PATI, Harianmuria.com – Ngaji NgAllah Suluk Maleman edisi ke-162 yang digelar di Rumah Adab Indonesia Mulia, Pati, Sabtu malam, 21 Juni 2025, mengangkat tema unik dan reflektif: ‘Merayakan Kemiskinan dengan Bahagia’. Budayawan dan penggagas Suluk Maleman, Anis Sholeh Ba’asyin, membedah paradoks kebahagiaan dan kemiskinan di Indonesia.
Mengutip hasil penelitian Universitas Harvard pada Mei 2025, Indonesia dinobatkan sebagai negara paling bahagia di dunia. Namun di sisi lain, data dari Bank Dunia menunjukkan bahwa 194,4 juta jiwa atau 68,2 persen warga Indonesia masih tergolong miskin, berdasarkan standar internasional.

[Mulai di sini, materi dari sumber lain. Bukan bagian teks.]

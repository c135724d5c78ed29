use axum::Json;
use serde::Serialize;

#[derive(Serialize)]
pub struct Response {
    unstable_features: UnstableFeatures,
    versions: Vec<String>,
}

#[derive(Serialize)]
struct UnstableFeatures;

pub async fn versions() -> Json<Response> {
    let response = Response {
        unstable_features: UnstableFeatures,
        versions: vec![String::from("1")],
    };

    Json(response)
}
//! `/api/v1/spots` The map itself

use std::sync::Arc;

use ::uuid::Uuid;
use axum::{
    Extension, Json, Router,
    extract::{Query, State},
    http::StatusCode,
    middleware::from_fn_with_state,
    response::IntoResponse,
    routing::{delete, get, post},
};
use axum_extra::{
    TypedHeader,
    headers::{Authorization, authorization::Bearer},
};
use serde::Deserialize;

use crate::{
    AppState,
    api::v1::auth::{self, CurrentUser, check_access_token},
    error::Error,
    objects::{Spot, VisibilityFilter},
};

mod uuid;

pub fn router(app_state: Arc<AppState>) -> Router<Arc<AppState>> {
    let protected = Router::new()
        .route("/", post(create))
        .route("/{uuid}", delete(uuid::delete))
        .route("/{uuid}/rate", post(uuid::rate))
        .layer(from_fn_with_state(app_state, auth::check_auth));

    Router::new()
        .route("/", get(list))
        .route("/{uuid}", get(uuid::get))
        .merge(protected)
}

#[derive(Deserialize)]
pub struct FilterQuery {
    filter_type: Option<VisibilityFilter>,
}

/// `GET /api/v1/spots?filter_type={global|own|friends}` Lists spots
///
/// requires auth? only for `own` and `friends`
///
/// A bearer token is optional but validated whenever present, so stale
/// sessions fail fast instead of silently degrading to `global`.
pub async fn list(
    State(app_state): State<Arc<AppState>>,
    auth: Option<TypedHeader<Authorization<Bearer>>>,
    Query(query): Query<FilterQuery>,
) -> Result<impl IntoResponse, Error> {
    let mut conn = app_state.pool.get().await?;

    let viewer = match auth {
        Some(TypedHeader(Authorization(bearer))) => {
            Some(check_access_token(bearer.token(), &mut conn).await?)
        }
        None => None,
    };

    let spots = Spot::fetch_visible(
        &mut conn,
        viewer,
        query.filter_type.unwrap_or_default(),
        app_state.config.instance.friends_filter_includes_self,
    )
    .await?;

    Ok((StatusCode::OK, Json(spots)))
}

#[derive(Deserialize)]
pub struct NewSpot {
    title: String,
    description: String,
    photo: Option<String>,
    latitude: f64,
    longitude: f64,
}

/// `POST /api/v1/spots` Drops a new spot on the map
///
/// requires auth? yes
///
/// ### Request Example
/// ```
/// json!({
///     "title": "hidden rooftop",
///     "description": "Best view of the harbour.",
///     "photo": "data:image/jpeg;base64,...",
///     "latitude": 51.2194,
///     "longitude": 4.4025
/// });
/// ```
///
/// ### Responses
/// 200 Success, returns the spot with its derived `average_rating`
///
/// 400 Bad Request (bad title, description or coordinates)
///
pub async fn create(
    State(app_state): State<Arc<AppState>>,
    Extension(CurrentUser(user_uuid)): Extension<CurrentUser<Uuid>>,
    Json(new_spot): Json<NewSpot>,
) -> Result<impl IntoResponse, Error> {
    let mut conn = app_state.pool.get().await?;

    let spot = Spot::new(
        &mut conn,
        &app_state.cache_pool,
        user_uuid,
        new_spot.title,
        new_spot.description,
        new_spot.photo,
        new_spot.latitude,
        new_spot.longitude,
    )
    .await?;

    Ok((StatusCode::OK, Json(spot)))
}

“Ini menarik. Di saat kita disebut negara paling bahagia, ternyata kita juga masih dibayangi angka kemiskinan yang tinggi,” ujar Anis.

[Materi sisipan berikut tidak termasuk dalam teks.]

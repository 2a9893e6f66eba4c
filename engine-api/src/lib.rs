use std::fmt;

use core_types::RunNumber;
use thiserror::Error;

pub type EngineResult<T> = Result<T, EngineError>;

/// Run-control surface shared by every trigger module.
///
/// `configure` is inherent on each module because its parameters are module specific; every
/// other command goes through this trait and is validated against [`LifecycleState`].
pub trait Engine: Send + Sync {
    fn start(&self, run_number: RunNumber) -> EngineResult<()>;
    fn stop(&self) -> EngineResult<()>;
    fn scrap(&self) -> EngineResult<()>;

    fn enable_triggers(&self) -> EngineResult<()> {
        Err(EngineError::UnsupportedCommand {
            command: Command::EnableTriggers,
        })
    }

    fn disable_triggers(&self) -> EngineResult<()> {
        Err(EngineError::UnsupportedCommand {
            command: Command::DisableTriggers,
        })
    }

    fn lifecycle(&self) -> LifecycleState;
    fn health(&self) -> EngineHealth;
}

#[derive(Clone, Copy, Debug, PartialEq, Eq)]
pub enum Command {
    Configure,
    Start,
    EnableTriggers,
    DisableTriggers,
    Stop,
    Scrap,
}

impl Command {
    pub fn name(&self) -> &'static str {
        match self {
            Command::Configure => "conf",
            Command::Start => "start",
            Command::EnableTriggers => "enable_triggers",
            Command::DisableTriggers => "disable_triggers",
            Command::Stop => "stop",
            Command::Scrap => "scrap",
        }
    }
}

impl fmt::Display for Command {
    fn fmt(&self, f: &mut fmt::Formatter<'_>) -> fmt::Result {
        f.write_str(self.name())
    }
}

#[derive(Clone, Copy, Debug, Default, PartialEq, Eq)]
pub enum LifecycleState {
    #[default]
    Unconfigured,
    Configured,
    Running {
        paused: bool,
    },
}

impl LifecycleState {
    pub fn is_running(&self) -> bool {
        matches!(self, LifecycleState::Running { .. })
    }

    /// Returns the state reached by applying `command`, or an error naming both when the
    /// command is not valid here. The current state is never modified.
    pub fn transition(self, command: Command) -> EngineResult<LifecycleState> {
        use LifecycleState::*;
        let next = match (self, command) {
            (Unconfigured | Configured, Command::Configure) => Configured,
            (Unconfigured | Configured, Command::Scrap) => Unconfigured,
            (Configured, Command::Start) => Running { paused: true },
            (Running { .. }, Command::EnableTriggers) => Running { paused: false },
            (Running { .. }, Command::DisableTriggers) => Running { paused: true },
            (Running { .. }, Command::Stop) => Configured,
            (Running { .. }, Command::Start) => return Err(EngineError::AlreadyRunning),
            (Unconfigured | Configured, Command::Stop) => return Err(EngineError::NotRunning),
            (
                Unconfigured,
                Command::Start | Command::EnableTriggers | Command::DisableTriggers,
            )
            | (Configured, Command::EnableTriggers | Command::DisableTriggers)
            | (Running { .. }, Command::Configure | Command::Scrap) => {
                return Err(EngineError::InvalidCommand {
                    state: self,
                    command,
                });
            }
        };
        Ok(next)
    }
}

impl fmt::Display for LifecycleState {
    fn fmt(&self, f: &mut fmt::Formatter<'_>) -> fmt::Result {
        match self {
            LifecycleState::Unconfigured => f.write_str("unconfigured"),
            LifecycleState::Configured => f.write_str("configured"),
            LifecycleState::Running { paused: true } => f.write_str("running (paused)"),
            LifecycleState::Running { paused: false } => f.write_str("running (live)"),
        }
    }
}

#[derive(Clone, Copy, Debug, PartialEq, Eq)]
pub enum HealthStatus {
    Starting,
    Ready,
    Degraded,
    Failed,
    Stopped,
}

#[derive(Clone, Debug)]
pub struct EngineHealth {
    pub status: HealthStatus,
    pub detail: Option<String>,
}

impl EngineHealth {
    pub fn new(status: HealthStatus, detail: Option<String>) -> Self {
        Self { status, detail }
    }
}

impl Default for EngineHealth {
    fn default() -> Self {
        Self {
            status: HealthStatus::Stopped,
            detail: None,
        }
    }
}

#[derive(Debug, Error)]
pub enum EngineError {
    #[error("engine already running")]
    AlreadyRunning,
    #[error("engine is not running")]
    NotRunning,
    #[error("command {command} is not valid while {state}")]
    InvalidCommand {
        state: LifecycleState,
        command: Command,
    },
    #[error("command {command} is not supported by this module")]
    UnsupportedCommand { command: Command },
    #[error("invalid configuration: {0}")]
    Configuration(String),
    #[error("connection error: {source}")]
    Connection {
        #[source]
        source: Box<dyn std::error::Error + Send + Sync>,
    },
    #[error("engine encountered an error: {source}")]
    Failure {
        #[source]
        source: Box<dyn std::error::Error + Send + Sync>,
    },
}

#[cfg(test)]
mod tests {
    use super::*;

    #[test]
    fn full_run_cycle() {
        let state = LifecycleState::default();
        let state = state.transition(Command::Configure).unwrap();
        assert_eq!(state, LifecycleState::Configured);
        let state = state.transition(Command::Start).unwrap();
        assert_eq!(state, LifecycleState::Running { paused: true });
        let state = state.transition(Command::EnableTriggers).unwrap();
        assert_eq!(state, LifecycleState::Running { paused: false });
        let state = state.transition(Command::DisableTriggers).unwrap();
        assert_eq!(state, LifecycleState::Running { paused: true });
        let state = state.transition(Command::Stop).unwrap();
        assert_eq!(state, LifecycleState::Configured);
        let state = state.transition(Command::Scrap).unwrap();
        assert_eq!(state, LifecycleState::Unconfigured);
    }

    #[test]
    fn pause_and_resume_are_idempotent() {
        let paused = LifecycleState::Running { paused: true };
        assert_eq!(paused.transition(Command::DisableTriggers).unwrap(), paused);
        let live = LifecycleState::Running { paused: false };
        assert_eq!(live.transition(Command::EnableTriggers).unwrap(), live);
    }

    #[test]
    fn configure_is_idempotent_while_stopped() {
        let state = LifecycleState::Configured;
        assert_eq!(
            state.transition(Command::Configure).unwrap(),
            LifecycleState::Configured
        );
    }

    #[test]
    fn configure_and_scrap_rejected_while_running() {
        let running = LifecycleState::Running { paused: false };
        for command in [Command::Configure, Command::Scrap] {
            let err = running.transition(command).unwrap_err();
            assert!(matches!(
                err,
                EngineError::InvalidCommand { state, command: c }
                    if state == running && c == command
            ));
        }
    }

    #[test]
    fn start_requires_configuration() {
        let err = LifecycleState::Unconfigured
            .transition(Command::Start)
            .unwrap_err();
        assert!(matches!(err, EngineError::InvalidCommand { .. }));
        assert!(matches!(
            LifecycleState::Running { paused: true }.transition(Command::Start),
            Err(EngineError::AlreadyRunning)
        ));
        assert!(matches!(
            LifecycleState::Configured.transition(Command::Stop),
            Err(EngineError::NotRunning)
        ));
    }

    #[test]
    fn invalid_command_message_names_state_and_command() {
        let err = LifecycleState::Configured
            .transition(Command::EnableTriggers)
            .unwrap_err();
        assert_eq!(
            err.to_string(),
            "command enable_triggers is not valid while configured"
        );
    }
}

Anis lantas menyebut ada dua hal yang sebenarnya menjadi berkah bagi bangsa Indonesia. Selain sumber daya alam yang melimpah, rakyat Indonesia secara alamiah juga memiliki jaring sosial dan ikatan keagamaan yang kuat.
“Di desa-desa, orang bisa bahagia meski penghasilan minim. Mereka masih bisa ngopi bersama, tertawa, dan saling berbagi. Ini tak terjadi di negara lain,” ujarnya.

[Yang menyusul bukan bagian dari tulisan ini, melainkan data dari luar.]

impl MltInner {
    fn new(
        label: String,
        hub: Arc<ConnectionHub>,
        candidates: Arc<dyn MessageReceiver<TriggerCandidate>>,
    ) -> Arc<Self> {
        Arc::new(Self {
            label,
            hub,
            candidates,
            control: Mutex::new(Control::default()),
            running: AtomicBool::new(false),
            paused: AtomicBool::new(true),
            downstream_busy: Arc::new(AtomicBool::new(false)),
            run_number: AtomicU32::new(0),
            last_trigger_number: AtomicU64::new(0),
            livetime: Mutex::new(LivetimeSlot::Idle),
            metrics: MltMetrics::new(),
            health: Mutex::new(EngineHealth::new(HealthStatus::Stopped, None)),
        })
    }

    fn configure(&self, config: &ModuleLevelTriggerConfig) -> EngineResult<()> {
        let mut control = self.control.lock();
        let next = control.lifecycle.transition(Command::Configure)?;
        let links = config
            .links
            .iter()
            .map(|link| {
                link.system
                    .parse::<SystemType>()
                    .map(|system| LinkId::new(system, link.region, link.element))
                    .map_err(|err| EngineError::Configuration(err.to_string()))
            })
            .collect::<EngineResult<Vec<_>>>()?;
        let decisions = self
            .hub
            .sender::<TriggerDecision>(&config.dfo_connection)
            .map_err(connection_error)?;
        let inhibits = self
            .hub
            .signal::<TriggerInhibit>(&config.dfo_busy_connection)
            .map_err(connection_error)?;

        info!(
            "[{}] configured with {} links, decisions to {}, busy from {}, passthrough {}",
            self.label,
            links.len(),
            config.dfo_connection,
            config.dfo_busy_connection,
            config.hsi_trigger_type_passthrough
        );
        control.settings = Some(Arc::new(DispatchSettings {
            links,
            decisions,
            inhibits,
            passthrough: config.hsi_trigger_type_passthrough,
        }));
        control.lifecycle = next;
        Ok(())
    }

    fn start(this: &Arc<Self>, run_number: RunNumber) -> EngineResult<()> {
        let mut control = this.control.lock();
        let next = control.lifecycle.transition(Command::Start)?;
        let Some(settings) = control.settings.clone() else {
            return Err(EngineError::Configuration(
                "module has no configuration".to_string(),
            ));
        };
        this.set_health(HealthStatus::Starting, None);

        this.metrics.reset();
        this.last_trigger_number.store(0, Ordering::Release);
        this.run_number.store(run_number, Ordering::Release);
        this.paused.store(true, Ordering::Release);
        this.downstream_busy.store(false, Ordering::Release);
        let livetime = Arc::new(LivetimeCounter::new(LivetimeState::Paused));
        *this.livetime.lock() = LivetimeSlot::Active(Arc::clone(&livetime));

        let handler = InhibitHandler {
            label: this.label.clone(),
            run_number,
            downstream_busy: Arc::clone(&this.downstream_busy),
            livetime,
        };
        if let Err(err) = settings
            .inhibits
            .subscribe(Box::new(move |inhibit: TriggerInhibit| handler.handle(inhibit)))
        {
            this.abort_start(&err.to_string());
            return Err(connection_error(err));
        }

        this.running.store(true, Ordering::Release);
        let runner = Arc::clone(this);
        let dispatch_settings = Arc::clone(&settings);
        let handle = match thread::Builder::new()
            .name(DISPATCH_THREAD_NAME.to_string())
            .spawn(move || runner.run(dispatch_settings))
        {
            Ok(handle) => handle,
            Err(err) => {
                this.running.store(false, Ordering::Release);
                settings.inhibits.unsubscribe();
                this.abort_start(&err.to_string());
                return Err(EngineError::Failure {
                    source: Box::new(err),
                });
            }
        };

        control.run = Some(RunBundle {
            handle,
            inhibits: Arc::clone(&settings.inhibits),
        });
        control.lifecycle = next;
        info!(
            "[{}] run {} started with {} links, triggers paused",
            this.label,
            run_number,
            settings.links.len()
        );
        Ok(())
    }

    fn abort_start(&self, reason: &str) {
        *self.livetime.lock() = LivetimeSlot::Idle;
        self.set_health(HealthStatus::Failed, Some(reason.to_string()));
        error!("[{}] failed to start run: {}", self.label, reason);
    }

    fn stop(&self) -> EngineResult<()> {
        let mut control = self.control.lock();
        let next = control.lifecycle.transition(Command::Stop)?;
        let Some(run) = control.run.take() else {
            return Err(EngineError::NotRunning);
        };

        self.running.store(false, Ordering::Release);
        if let Err(err) = run.handle.join() {
            error!("[{}] dispatch thread join error: {:?}", self.label, err);
        }
        run.inhibits.unsubscribe();

        let final_livetime = {
            let mut slot = self.livetime.lock();
            let snapshot = match &*slot {
                LivetimeSlot::Active(counter) => counter.snapshot(),
                LivetimeSlot::Frozen(snapshot) => *snapshot,
                LivetimeSlot::Idle => LivetimeSnapshot::default(),
            };
            *slot = LivetimeSlot::Frozen(snapshot);
            snapshot
        };
        control.lifecycle = next;
        self.set_health(HealthStatus::Stopped, None);

        let summary = self.metrics.snapshot(None, None);
        info!(
            "[{}] run {} stopped: received {}, sent {}, paused {}, inhibited {}, send failures {}, total {}",
            self.label,
            self.run_number.load(Ordering::Acquire),
            summary.candidates_received,
            summary.decisions_sent,
            summary.decisions_paused,
            summary.decisions_inhibited,
            summary.send_failures,
            summary.decisions_total
        );
        info!(
            "[{}] livetime {:?}, paused {:?}, dead {:?}, deadtime {:?}",
            self.label,
            final_livetime.live,
            final_livetime.paused,
            final_livetime.dead,
            final_livetime.deadtime()
        );
        Ok(())
    }

    fn scrap(&self) -> EngineResult<()> {
        let mut control = self.control.lock();
        let next = control.lifecycle.transition(Command::Scrap)?;
        control.settings = None;
        control.lifecycle = next;
        info!("[{}] configuration scrapped", self.label);
        Ok(())
    }

    fn set_paused(&self, paused: bool) -> EngineResult<()> {
        let command = if paused {
            Command::DisableTriggers
        } else {
            Command::EnableTriggers
        };
        let mut control = self.control.lock();
        let next = control.lifecycle.transition(command)?;
        self.paused.store(paused, Ordering::Release);
        if let LivetimeSlot::Active(counter) = &*self.livetime.lock() {
            counter.set_state(if paused {
                LivetimeState::Paused
            } else {
                LivetimeState::Live
            });
        }
        control.lifecycle = next;
        if paused {
            info!("[{}] triggers paused", self.label);
        } else {
            info!("[{}] triggers resumed", self.label);
        }
        Ok(())
    }

    fn metrics_snapshot(&self) -> MltMetricsSnapshot {
        let (livetime, final_deadtime) = match &*self.livetime.lock() {
            LivetimeSlot::Idle => (None, None),
            LivetimeSlot::Active(counter) => (Some(counter.snapshot()), None),
            LivetimeSlot::Frozen(snapshot) => (Some(*snapshot), Some(snapshot.deadtime())),
        };
        self.metrics.snapshot(livetime, final_deadtime)
    }

    fn run(self: Arc<Self>, settings: Arc<DispatchSettings>) {
        self.set_health(HealthStatus::Ready, None);
        debug!("[{}] dispatch loop running", self.label);
        loop {
            match self.candidates.try_receive(RECEIVE_TIMEOUT) {
                Ok(candidate) => self.process(&settings, candidate),
                Err(ReceiveError::Timeout(_)) => {
                    if !self.running.load(Ordering::Acquire) {
                        break;
                    }
                }
                Err(ReceiveError::Disconnected(name)) => {
                    if !self.running.load(Ordering::Acquire) {
                        break;
                    }
                    self.set_health(
                        HealthStatus::Degraded,
                        Some(format!("candidate input {name} disconnected")),
                    );
                    thread::sleep(RECEIVE_TIMEOUT);
                }
            }
        }
        debug!("[{}] dispatch loop exiting", self.label);
    }

    fn process(&self, settings: &DispatchSettings, candidate: TriggerCandidate) {
        self.metrics.inc_received();
        if self.paused.load(Ordering::Acquire) {
            self.metrics.inc_paused();
        } else if self.downstream_busy.load(Ordering::Acquire) {
            self.metrics.inc_inhibited();
            warn!(
                "[{}] downstream busy, inhibiting candidate at {}",
                self.label, candidate.time_candidate
            );
        } else {
            self.dispatch(settings, &candidate);
        }
        self.metrics.inc_total();
    }

    fn dispatch(&self, settings: &DispatchSettings, candidate: &TriggerCandidate) {
        let trigger_number = self.last_trigger_number.load(Ordering::Acquire) + 1;
        let decision = create_decision(
            candidate,
            trigger_number,
            self.run_number.load(Ordering::Acquire),
            &settings.links,
            settings.passthrough,
        );
        let trigger_type = decision.trigger_type;
        match settings.decisions.send(decision, SEND_TIMEOUT) {
            Ok(()) => {
                self.last_trigger_number
                    .store(trigger_number, Ordering::Release);
                self.clear_degraded();
                self.metrics.inc_sent();
                debug!(
                    "[{}] sent trigger decision {} (type {}) for {}..{}",
                    self.label,
                    trigger_number,
                    trigger_type,
                    candidate.time_start,
                    candidate.time_end
                );
            }
            Err(err) => {
                self.metrics.inc_send_failures();
                warn!(
                    "[{}] dropping trigger decision for candidate at {}: {}",
                    self.label, candidate.time_candidate, err
                );
                self.set_health(HealthStatus::Degraded, Some(err.to_string()));
            }
        }
    }

    fn set_health(&self, status: HealthStatus, detail: Option<String>) {
        let mut guard = self.health.lock();
        guard.status = status;
        guard.detail = detail;
    }

    fn clear_degraded(&self) {
        let mut guard = self.health.lock();
        if guard.status == HealthStatus::Degraded {
            guard.status = HealthStatus::Ready;
            guard.detail = None;
        }
    }
}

Ia mencontohkan perbedaan dengan masyarakat Jepang yang secara ekonomi lebih mapan, tetapi tingkat stresnya tinggi. “Mereka sulit merealisasikan kemanusiaan secara utuh,” ucap Anis.
Dalam kajiannya, Anis juga mengkritik sistem kapitalisme yang menyamakan kebahagiaan dengan kepemilikan barang. “Kepemilikan berlebih justru tak menambah kebahagiaan. Punya motor pertama menyenangkan, tapi motor keempat? Tidak ada bedanya,” sentilnya.
Anis menekankan bahwa konsep kebahagiaan di Indonesia lebih bersifat kualitatif, tidak melulu soal materi. “Orang bisa menemukan kebahagian tanpa harus lebih dahulu menjadi kaya; kebahagian bahkan bisa diraih ketika masih mereka dalam kategori miski,” tandasnya.
Menurut Anis, budaya guyub rukun dan toleransi antarwarga merupakan anugerah besar yang dimiliki bangsa Indonesia. Nilai ini perlu dijaga dari berbagai upaya perpecahan.
“Belanda dulu menjajah dengan politik pecah belah, dan narasi-narasi itu masih hidup hingga kini. Seperti membenturkan orang Jawa dengan Sunda, atau Islam dengan tradisi lokal,” jelasnya.
Anis juga menegaskan bahwa kohesi sosial bangsa Indonesia sudah ada jauh sebelum kolonialisme. Ia menyinggung peristiwa sejarah seperti ekspedisi Kalinyamat dan perang Pati Unus sebagai bentuk solidaritas dan kesatuan bangsa berbasis nilai keagamaan.
“Perang Diponegoro bukan hanya perang Jawa, tapi juga perang umat. Kita sudah punya semangat persatuan sejak dulu,” tegasnya.
Anis juga mengajak masyarakat agar tidak memaksakan standar Barat pada kehidupan bangsa sendiri. Ia menyindir bagaimana Papua dianggap ‘tertinggal’ oleh dunia modern, padahal belum tentu orang Barat bisa hidup seperti masyarakat Papua.
“Jangan paksa burung tinggal di air, atau ikan hidup di udara. Semua punya kearifan dan kekayaannya masing-masing,” ujarnya.
Dengan kekayaan alam dan sosial yang dimiliki Indonesia, Anis menyebut tugas pemimpin sebenarnya tidaklah berat. “Masyarakat kita sudah bahagia secara kualitatif. Tugas pemimpin hanya tinggal mengelola alam dan menjaga kebersamaan,” tandasnya.
Anis mengingatkan agar masyarakat untuk tak mudah terjebak dalam narasi yang sengaja dibuat untuk mengadu domba. Ia selalu mengajak agar masyarakat menjaga kewaspadaan diri terhadap segala gejolak yang ada.
“Bangsa yang beragama dan paling berbahagia ini bisa carut marut kalau kita mudah diadu domba,” tutupnya.